Действительно важным праздником для Сани и всей её семьи оказался новый год. С начала декабря девочка болела, хотя совсем не хотела этого. Всё что её тогда интересовало – это участие в новогоднем утреннике, о котором им так интересно рассказала воспитательница. У Саниной воспитательницы вообще был особый дар заинтересовывать и общаться с детьми. Она рассказала, какое это важное и самое главное для Саши, весёлое событие. И весь декабрь она учила с детьми стихи, готовила костюмы, рисовала рисунки и помогала делать подделки в подарок родителям. Саня же была по большей части лишена этого волшебства и в скуке сидела дома с температурой и красным, но совсем не новогодним, носом. Николай Игоревич, вызвавшийся сидеть с дочерью, старался всячески её подбодрить и развеселить и, когда она пошла на поправку, тоже начал с ней рисовать и учить слова. Мать Сани же выпросила на собрании для дочери самую большую роль, ссылаясь на то, что если ей такой не дадут, ребёнок не даст ей покоя. Увидев замученное и грустное лицо Маргариты Викторовны, которое выглядело исключительно правдиво, родители других детей согласились. С середины декабря Саша уже учила свою роль и была этим крайне довольна.

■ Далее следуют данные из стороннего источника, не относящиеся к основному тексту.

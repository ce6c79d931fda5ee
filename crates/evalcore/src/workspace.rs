//! Per-submission workspace: deterministic materialization of the files a
//! sandbox invocation consumes, plus the background sweep that reclaims old
//! workspace directories.

use std::collections::HashSet;
use std::path::{Path, PathBuf};
use std::sync::{Arc, Mutex};
use std::time::{Duration, SystemTime};

use judge_common::{CoreError, CoreResult, TestCaseWire};
use tokio::fs;
use walkdir::WalkDir;

/// A single submission's directory, owned exclusively by the Evaluation
/// Service from creation until the result is emitted.
#[derive(Debug, Clone)]
pub struct Workspace {
    pub submission_id: String,
    pub dir: PathBuf,
}

impl Workspace {
    pub fn path_for(&self, name: &str) -> PathBuf {
        self.dir.join(name)
    }

    pub fn source_name(language: &str) -> String {
        let ext = match language {
            "c" => "c",
            "python" => "py",
            "rust" => "rs",
            _ => "cpp",
        };
        format!("main.{ext}")
    }

    pub fn input_name(test_id: &str) -> String {
        format!("input_{test_id}")
    }

    pub fn expected_name(test_id: &str) -> String {
        format!("expected_{test_id}")
    }

    pub fn output_name(test_id: &str) -> String {
        format!("output_{test_id}")
    }

    pub fn runtime_log_name(test_id: &str) -> String {
        format!("runtime_{test_id}.log")
    }

    pub const COMPILE_LOG_NAME: &'static str = "compile.log";
}

/// Create `base_dir/submission_id/`. Fails with [`CoreError::Workspace`] if
/// creation is impossible. A workspace is never shared between submissions,
/// so an existing directory at this path is never reused.
pub async fn create(base_dir: &Path, submission_id: &str) -> CoreResult<Workspace> {
    let dir = base_dir.join(submission_id);
    fs::create_dir_all(&dir)
        .await
        .map_err(|e| CoreError::Workspace(format!("cannot create {dir:?}: {e}")))?;
    Ok(Workspace {
        submission_id: submission_id.to_string(),
        dir,
    })
}

/// Write the source file verbatim.
pub async fn write_source(workspace: &Workspace, name: &str, bytes: &str) -> CoreResult<()> {
    let path = workspace.path_for(name);
    fs::write(&path, bytes)
        .await
        .map_err(|e| CoreError::Workspace(format!("cannot write {path:?}: {e}")))
}

/// Write `input_<id>` and `expected_<id>` for every test case, verbatim.
pub async fn write_test_files(workspace: &Workspace, test_cases: &[TestCaseWire]) -> CoreResult<()> {
    for tc in test_cases {
        let input_path = workspace.path_for(&Workspace::input_name(&tc.id));
        fs::write(&input_path, &tc.input)
            .await
            .map_err(|e| CoreError::Workspace(format!("cannot write {input_path:?}: {e}")))?;

        let expected_path = workspace.path_for(&Workspace::expected_name(&tc.id));
        fs::write(&expected_path, &tc.expected_output)
            .await
            .map_err(|e| CoreError::Workspace(format!("cannot write {expected_path:?}: {e}")))?;
    }
    Ok(())
}

/// Tracks submission ids that currently have a sandbox invocation in
/// flight, so the sweep never deletes a workspace out from under a running
/// compile/run.
#[derive(Debug, Default, Clone)]
pub struct InFlightRegistry {
    ids: Arc<Mutex<HashSet<String>>>,
}

impl InFlightRegistry {
    pub fn new() -> Self {
        Self::default()
    }

    /// A handle sharing the same underlying set, for a background task that
    /// needs its own owned copy of the registry.
    pub fn clone_handle(&self) -> Self {
        self.clone()
    }

    pub fn mark_busy(&self, submission_id: &str) {
        self.ids.lock().unwrap().insert(submission_id.to_string());
    }

    pub fn mark_idle(&self, submission_id: &str) {
        self.ids.lock().unwrap().remove(submission_id);
    }

    fn is_busy(&self, submission_id: &str) -> bool {
        self.ids.lock().unwrap().contains(submission_id)
    }
}

/// Remove top-level submission directories under `base_dir` whose
/// modification time is older than `max_age`, skipping any submission the
/// registry reports as busy. Returns the number of directories removed.
pub async fn sweep(base_dir: &Path, max_age: Duration, registry: &InFlightRegistry) -> usize {
    if !base_dir.exists() {
        return 0;
    }

    let now = SystemTime::now();
    let mut removed = 0usize;

    let entries: Vec<PathBuf> = WalkDir::new(base_dir)
        .min_depth(1)
        .max_depth(1)
        .into_iter()
        .filter_map(|e| e.ok())
        .filter(|e| e.file_type().is_dir())
        .map(|e| e.path().to_path_buf())
        .collect();

    for dir in entries {
        let Some(submission_id) = dir.file_name().and_then(|n| n.to_str()) else {
            continue;
        };

        if registry.is_busy(submission_id) {
            continue;
        }

        let age = match fs::metadata(&dir).await.and_then(|m| m.modified()) {
            Ok(modified) => now.duration_since(modified).unwrap_or_default(),
            Err(_) => continue,
        };

        if age >= max_age && fs::remove_dir_all(&dir).await.is_ok() {
            removed += 1;
            tracing::info!("swept stale workspace {:?}", dir);
        }
    }

    removed
}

Утренник приходился на двадцать первое число, в это время в городе уже обычно бывало очень снежно, и стоял едва пощипывающий за нос и щёки морозец. Идеальное время для новогодних чудес. С раннего утра Саша бегала по дому, выкрикивала свои реплики, была очень весела и много смеялась. Естественно, что именно она разбудила родителей, ведь нельзя было допустить чтобы они проспали, а ведь поспать они любили. Завтрак и поход до детского сада прошли быстро, Саня необычно много разговаривала и часто прерывалась и не заканчивала фраз, а вместо этого очень лукаво смотрела на родителей и улыбалась, от чего те не могли не улыбаться в ответ.
Наконец её привели, усадили за стульчик рядом с другими детьми из группы. Кто-то расчесал Сане две её чёрных косички, кто-то другой заглянул ей в лицо и улыбнулся, третий дёрнул за платье, четвёртый что-то сказал. Саня этого не замечала, она сидела и смотрела, широко открыв глаза, на украшенный зал, который казался ей волшебным ледяным дворцом из-за обильного количества зеркал. Украшения в тот год были более чем скудные, костюмы чуть менее чем дешёвые, каждый взрослый замечал это и многие родители шептались и удивлялись, и говорили потом, что в их детстве было намного лучше. Или, может быть, им тоже тогда казалось?